Kedua, bahwa reforestasi bukan pilihan, melainkan kewajiban; tanpa akar yang memeluk tanah, sungai akan mencari jalannya sendiri.
Ketiga, bahwa setiap bencana adalah pengingat bahwa kita hidup bersama dalam satu ekosistem, kelalaian satu pihak bisa menjadi duka semua pihak.
Sumatera boleh jadi akan pulih, seperti luka yang perlahan menutup. Tetapi apakah kita akan belajar? Itu pertanyaan yang harus dijawab bukan oleh pemerintah saja, tetapi oleh setiap warga, setiap keluarga, setiap keputusan kecil dalam kehidupan sehari-hari. Karena bencana besar selalu lahir dari akumulasi kelalaian kecil yang kita biarkan.
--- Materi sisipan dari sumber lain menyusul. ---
use crate::core::data::complex::Complex;
use crate::core::data::complex_rect::{ComplexRect, ComplexRectError};

/// Zooms in by this factor.
pub const ZOOM_IN: f64 = 0.5;
/// Zooms out by this factor.
pub const ZOOM_OUT: f64 = 2.0;

/// A domain `factor` times the size of `domain`, centred on `center`.
///
/// `factor < 1` zooms in. There is no lower bound on the span: repeated
/// zooming in stops shrinking it at the `f64` precision floor, a couple of
/// ulps around `center`, and from there returns the same domain. A factor
/// that is not positive returns [`ComplexRectError::InvalidSize`].
pub fn zoom(
    domain: ComplexRect,
    factor: f64,
    center: Complex,
) -> Result<ComplexRect, ComplexRectError> {
    let half_width = domain.width() * factor / 2.0;
    let half_height = domain.height() * factor / 2.0;

    ComplexRect::from_intervals(
        [center.real - half_width, center.real + half_width],
        [center.imag - half_height, center.imag + half_height],
    )
}
use crate::core::data::pixel_buffer::PixelBuffer;
use crate::core::fractals::view_kind::ViewKind;
use std::time::Duration;

#[derive(Debug, Clone, PartialEq)]
pub struct Frame {
    pub generation: u64,
    pub view: ViewKind,
    pub pixel_buffer: PixelBuffer,
    pub render_duration: Duration,
}

#[derive(Debug, Clone, PartialEq, Eq)]
pub struct RenderFailure {
    pub generation: u64,
    pub view: ViewKind,
    pub message: String,
}

#[derive(Debug, Clone, PartialEq)]
pub enum RenderEvent {
    Frame(Frame),
    Error(RenderFailure),
}

impl RenderEvent {
    #[must_use]
    pub fn generation(&self) -> u64 {
        match self {
            Self::Frame(frame) => frame.generation,
            Self::Error(failure) => failure.generation,
        }
    }

    #[must_use]
    pub fn view(&self) -> ViewKind {
        match self {
            Self::Frame(frame) => frame.view,
            Self::Error(failure) => failure.view,
        }
    }
}
use crate::core::data::complex::Complex;

/// Which of the two linked views a render is for.
///
/// The views run the same escape-time loop; they differ only in which of
/// `z0` and `c` is the plane coordinate under test.
#[derive(Debug, Clone, Copy, PartialEq, Eq, Hash, Default)]
pub enum ViewKind {
    #[default]
    Mandelbrot,
    Julia,
}

impl ViewKind {
    pub const ALL: &'static [Self] = &[Self::Mandelbrot, Self::Julia];

    #[must_use]
    pub const fn display_name(self) -> &'static str {
        match self {
            Self::Mandelbrot => "Mandelbrot",
            Self::Julia => "Julia",
        }
    }

    /// Lowercase name used in file names and log lines.
    #[must_use]
    pub const fn id(self) -> &'static str {
        match self {
            Self::Mandelbrot => "mandelbrot",
            Self::Julia => "julia",
        }
    }

    #[must_use]
    pub const fn from_is_julia(is_julia: bool) -> Self {
        if is_julia { Self::Julia } else { Self::Mandelbrot }
    }

    #[must_use]
    pub const fn is_julia(self) -> bool {
        matches!(self, Self::Julia)
    }

    /// Returns `(z0, c)` for a pixel whose plane coordinate is `point`.
    ///
    /// `fixed` is the start value for the Mandelbrot view and the parameter
    /// for the Julia view.
    #[must_use]
    #[inline]
    pub fn seed(self, point: Complex, fixed: Complex) -> (Complex, Complex) {
        match self {
            Self::Mandelbrot => (fixed, point),
            Self::Julia => (point, fixed),
        }
    }
}

impl std::fmt::Display for ViewKind {
    fn fmt(&self, f: &mut std::fmt::Formatter<'_>) -> std::fmt::Result {
        f.write_str((*self).display_name())
    }
}
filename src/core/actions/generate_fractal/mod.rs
pub mod generate_fractal;
pub mod generate_fractal_parallel_rayon;
pub mod ports;
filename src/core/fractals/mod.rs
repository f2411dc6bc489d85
pub mod errors;
pub mod formula;
pub mod orbit;
pub mod view_kind;

pub use errors::FormulaError;
pub use formula::FormulaId;
pub use view_kind::ViewKind;
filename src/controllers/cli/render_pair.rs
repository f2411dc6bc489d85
use crate::controllers::ports::file_presenter::FilePresenterPort;
use crate::controllers::session::Session;
use crate::core::actions::render_grid::errors::RenderError;
use crate::core::actions::render_grid::ports::grid_renderer::GridRenderer;
use crate::core::data::pixel_buffer::PixelBuffer;
use crate::core::fractals::view_kind::ViewKind;
use std::path::{Path, PathBuf};
use std::time::Instant;

/// Renders both views of a session once and writes them to disk.
pub struct RenderPairController<P: FilePresenterPort> {
    presenter: P,
    renderer: Box<dyn GridRenderer>,
    frames: Vec<(ViewKind, PixelBuffer)>,
}

impl<P: FilePresenterPort> RenderPairController<P> {
    pub fn new(presenter: P, renderer: Box<dyn GridRenderer>) -> Self {
        Self {
            presenter,
            renderer,
            frames: Vec::new(),
        }
    }

    pub fn generate(&mut self, session: &Session) -> Result<(), RenderError> {
        self.frames.clear();

        for &view in ViewKind::ALL {
            let start = Instant::now();
            let buffer = session.render(view, self.renderer.as_mut())?;

            log::info!(
                "{} view rendered by {} backend in {:?}",
                view,
                self.renderer.backend_name(),
                start.elapsed()
            );

            self.frames.push((view, buffer));
        }

        Ok(())
    }

    #[must_use]
    pub fn frame(&self, view: ViewKind) -> Option<&PixelBuffer> {
        self.frames
            .iter()
            .find(|(kind, _)| *kind == view)
            .map(|(_, buffer)| buffer)
    }

    /// Writes one file per rendered view into `output_dir`, named after the
    /// view. Returns the written paths.
    pub fn write(&self, output_dir: impl AsRef<Path>) -> std::io::Result<Vec<PathBuf>> {
        let mut written = Vec::with_capacity(self.frames.len());

        for (view, buffer) in &self.frames {
            let filepath = output_dir
                .as_ref()
                .join(format!("{}.{}", view.id(), self.presenter.extension()));

            self.presenter.present(buffer, &filepath)?;
            written.push(filepath);
        }

        Ok(written)
    }
}
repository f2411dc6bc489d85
use crate::adapters::pixel_format::rgba_to_rgb;
use crate::controllers::ports::file_presenter::FilePresenterPort;
use crate::core::data::pixel_buffer::PixelBuffer;
use std::io::{BufWriter, Write};
use std::path::Path;

pub struct PpmFilePresenter {}

impl FilePresenterPort for PpmFilePresenter {
    fn present(&self, buffer: &PixelBuffer, filepath: impl AsRef<Path>) -> std::io::Result<()> {
        let mut file = BufWriter::new(std::fs::File::create(filepath)?);
        let side = buffer.resolution().get();

        // PPM header: P6 means binary RGB, then width, height and max_colour
        writeln!(file, "P6")?;
        writeln!(file, "{} {}", side, side)?;
        writeln!(file, "255")?;
        file.write_all(&rgba_to_rgb(buffer.buffer()))?;
        file.flush()?;

        Ok(())
    }

    fn extension(&self) -> &'static str {
        "ppm"
    }
}

impl Default for PpmFilePresenter {
    fn default() -> Self {
        Self::new()
    }
}

impl PpmFilePresenter {
    pub fn new() -> Self {
        Self {}
    }
}

#[cfg(test)]
mod tests {
    use super::*;
    use crate::core::data::colour::Colour;
    use crate::core::data::point::GridPoint;
    use crate::core::data::resolution::Resolution;

    #[test]
    fn test_present_writes_header_and_rgb_payload() {
        let dir = tempfile::tempdir().unwrap();
        let path = dir.path().join("out.ppm");
        let mut buffer = PixelBuffer::new(Resolution::new(2).unwrap());
        buffer
            .set_pixel(GridPoint { x: 1, y: 0 }, Colour::new(10, 20, 30))
            .unwrap();

        PpmFilePresenter::new().present(&buffer, &path).unwrap();

        let bytes = std::fs::read(&path).unwrap();
        let header = b"P6\n2 2\n255\n";
        assert_eq!(&bytes[..header.len()], header);

        let payload = &bytes[header.len()..];
        assert_eq!(payload.len(), 2 * 2 * 3);
        assert_eq!(&payload[..6], &[0, 0, 0, 10, 20, 30]);
        assert!(payload[6..].iter().all(|&b| b == 0));
    }

    #[test]
    fn test_present_fails_for_missing_directory() {
        let dir = tempfile::tempdir().unwrap();
        let path = dir.path().join("missing").join("out.ppm");
        let buffer = PixelBuffer::new(Resolution::new(1).unwrap());

        assert!(PpmFilePresenter::new().present(&buffer, path).is_err());
    }

    #[test]
    fn test_extension() {
        assert_eq!(PpmFilePresenter::default().extension(), "ppm");
    }
}
use rayon::prelude::*;

use crate::core::actions::generate_fractal::ports::fractal_algorithm::FractalAlgorithm;
use crate::core::data::point::GridPoint;
use crate::core::data::resolution::Resolution;

/// Row-parallel version of
/// [`generate_fractal`](crate::core::actions::generate_fractal::generate_fractal::generate_fractal)
/// on rayon's work-stealing pool.
///
/// Rows are computed independently and concatenated in order, so the output
/// is identical to the sequential generator's.
pub fn generate_fractal_parallel_rayon<Alg>(
    resolution: Resolution,
    algorithm: &Alg,
) -> Result<Vec<Alg::Success>, Alg::Failure>
where
    Alg: FractalAlgorithm + Sync,
    Alg::Success: Send,
    Alg::Failure: Send,
{
    let side = resolution.get();

    let rows: Result<Vec<Vec<Alg::Success>>, Alg::Failure> = (0..side)
        .into_par_iter()
        .map(|y| {
            (0..side)
                .map(|x| algorithm.compute(GridPoint { x, y }))
                .collect()
        })
        .collect();

    rows.map(|r| r.into_iter().flatten().collect())
}
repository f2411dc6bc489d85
pub mod colour_map;
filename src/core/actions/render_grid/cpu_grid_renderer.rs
use crate::core::actions::escape_time::algorithm::EscapeTimeAlgorithm;
use crate::core::actions::generate_fractal::generate_fractal::generate_fractal;
use crate::core::actions::generate_pixel_buffer::generate_pixel_buffer::generate_pixel_buffer;
use crate::core::actions::render_grid::errors::RenderError;
use crate::core::actions::render_grid::ports::grid_renderer::GridRenderer;
use crate::core::data::pixel_buffer::PixelBuffer;
use crate::core::data::render_request::RenderRequest;
use std::time::Instant;

/// Single-threaded renderer. Blocks the caller for the full
/// `resolution² × max_iterations` worst case.
#[derive(Debug, Default, Clone, Copy)]
pub struct CpuGridRenderer;

impl GridRenderer for CpuGridRenderer {
    fn backend_name(&self) -> &'static str {
        "cpu"
    }

    fn render(&mut self, request: &RenderRequest) -> Result<PixelBuffer, RenderError> {
        let start = Instant::now();
        let algorithm = EscapeTimeAlgorithm::from_request(request);
        let escape_counts = generate_fractal(request.resolution, &algorithm)?;
        let pixel_buffer = colour_escape_counts(escape_counts, request)?;

        log::debug!(
            "{} view rendered on cpu in {:?}",
            request.view,
            start.elapsed()
        );

        Ok(pixel_buffer)
    }
}

/// Colours escape counts through the request's lookup table.
pub(crate) fn colour_escape_counts(
    escape_counts: Vec<u32>,
    request: &RenderRequest,
) -> Result<PixelBuffer, RenderError> {
    let colour_map = request.colour_table.for_max_iterations(request.max_iterations);

    Ok(generate_pixel_buffer(
        escape_counts,
        &colour_map,
        request.resolution,
    )?)
}
use crate::core::colour_mapping::gradient::{ColourGradient, clamp_unit};
use crate::core::colour_mapping::kinds::ColourMapKind;
use crate::core::data::colour::Colour;
use std::f64::consts::FRAC_PI_2;

/// Power-law blend from blue to yellow.
#[derive(Debug, Default)]
pub struct ViridisGradient;

impl ColourGradient for ViridisGradient {
    fn kind(&self) -> ColourMapKind {
        ColourMapKind::Viridis
    }

    fn colour_at(&self, t: f64) -> Colour {
        let t = clamp_unit(t);

        Colour {
            r: Colour::channel(255.0 * (FRAC_PI_2 * t).sin().powf(1.5)),
            g: Colour::channel(255.0 * t.sqrt()),
            b: Colour::channel(255.0 * (FRAC_PI_2 * t).cos()),
        }
    }
}
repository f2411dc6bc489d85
pub mod file;
#[derive(Debug, Copy, Clone, PartialEq, Eq, Default)]
pub struct Colour {
    pub r: u8,
    pub g: u8,
    pub b: u8,
}

impl Colour {
    /// Reserved for points that did not escape.
    pub const BLACK: Self = Self { r: 0, g: 0, b: 0 };

    #[must_use]
    pub const fn new(r: u8, g: u8, b: u8) -> Self {
        Self { r, g, b }
    }

    /// Rounds a channel intensity to the nearest byte, clamping to `[0, 255]`.
    #[must_use]
    pub fn channel(value: f64) -> u8 {
        value.round().clamp(0.0, 255.0) as u8
    }
}
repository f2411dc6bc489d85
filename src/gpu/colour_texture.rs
use crate::core::colour_mapping::lookup_table::ColourLookupTable;
use crate::core::data::pixel_buffer::OPAQUE;
use crate::gpu::error::GpuError;
use std::sync::Arc;

/// A colour lookup table resident on the device.
///
/// Uploaded as a `length × 1` RGBA texture; compute shaders cannot sample
/// one-dimensional textures with an explicit level, so a single-row 2D
/// texture stands in. The source table is kept so a renderer can tell
/// whether a request still uses the uploaded copy.
pub struct ColourTexture {
    table: Arc<ColourLookupTable>,
    _texture: wgpu::Texture,
    pub view: wgpu::TextureView,
}

impl ColourTexture {
    pub fn upload(
        device: &wgpu::Device,
        queue: &wgpu::Queue,
        table: &Arc<ColourLookupTable>,
    ) -> Result<Self, GpuError> {
        let length = table.length();
        let max = device.limits().max_texture_dimension_2d;
        let width = u32::try_from(length)
            .ok()
            .filter(|&width| width <= max)
            .ok_or(GpuError::TableTooLong { length, max })?;

        let size = wgpu::Extent3d {
            width,
            height: 1,
            depth_or_array_layers: 1,
        };

        let texture = device.create_texture(&wgpu::TextureDescriptor {
            label: Some("colour_table"),
            size,
            mip_level_count: 1,
            sample_count: 1,
            dimension: wgpu::TextureDimension::D2,
            format: wgpu::TextureFormat::Rgba8Unorm,
            usage: wgpu::TextureUsages::TEXTURE_BINDING | wgpu::TextureUsages::COPY_DST,
            view_formats: &[],
        });

        queue.write_texture(
            wgpu::ImageCopyTexture {
                texture: &texture,
                mip_level: 0,
                origin: wgpu::Origin3d::ZERO,
                aspect: wgpu::TextureAspect::All,
            },
            &rgba_texels(table),
            wgpu::ImageDataLayout {
                offset: 0,
                bytes_per_row: Some(4 * width),
                rows_per_image: Some(1),
            },
            size,
        );

        let view = texture.create_view(&wgpu::TextureViewDescriptor::default());

        log::debug!("uploaded {} colour table ({} texels)", table.kind(), width);

        Ok(Self {
            table: Arc::clone(table),
            _texture: texture,
            view,
        })
    }

    /// True if this texture was uploaded from exactly `table`.
    #[must_use]
    pub fn is_for(&self, table: &Arc<ColourLookupTable>) -> bool {
        Arc::ptr_eq(&self.table, table)
    }
}

/// Table entries as opaque RGBA bytes, in table order.
#[must_use]
pub fn rgba_texels(table: &ColourLookupTable) -> Vec<u8> {
    table
        .entries()
        .iter()
        .flat_map(|colour| [colour.r, colour.g, colour.b, OPAQUE])
        .collect()
}

#[cfg(test)]
mod tests {
    use super::*;
    use crate::core::colour_mapping::kinds::ColourMapKind;

    #[test]
    fn texels_follow_table_order() {
        let table = ColourLookupTable::build(ColourMapKind::Viridis, 3).unwrap();
        let texels = rgba_texels(&table);

        assert_eq!(texels.len(), 12);
        assert_eq!(&texels[0..4], &[0, 0, 255, 255]);
        assert_eq!(&texels[8..12], &[255, 255, 0, 255]);
    }
}
use crate::core::colour_mapping::gradient::{ColourGradient, clamp_unit, phased_sine};
use crate::core::colour_mapping::kinds::ColourMapKind;
use crate::core::data::colour::Colour;

#[derive(Debug, Default)]
pub struct AquaGradient;

impl ColourGradient for AquaGradient {
    fn kind(&self) -> ColourMapKind {
        ColourMapKind::Aqua
    }

    fn colour_at(&self, t: f64) -> Colour {
        phased_sine(clamp_unit(t))
    }
}
pub mod errors;
pub mod factory;
pub mod gradient;
pub mod kinds;
pub mod lookup_table;
pub mod maps;

pub use errors::ColourMapError;
pub use kinds::ColourMapKind;
pub use lookup_table::{ColourLookupTable, DEFAULT_TABLE_LENGTH};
Ketika alam menulis surat panjang, tugas kita bukan hanya membacanya—tetapi membalasnya dengan tindakan. Dengan hutan; yang kembali hijau, sungai yang dibiarkan lebar, bukit yang dijaga akar, dan tata ruang yang tidak dikhianati oleh keserakahan.
Sebab jika surat ini tak diindahkan, barangkali alam akan menulis yang lebih keras, lebih pahit, dan lebih dalam. Dan saat itu tiba, kata “maaf” mungkin tidak lagi cukup. (*)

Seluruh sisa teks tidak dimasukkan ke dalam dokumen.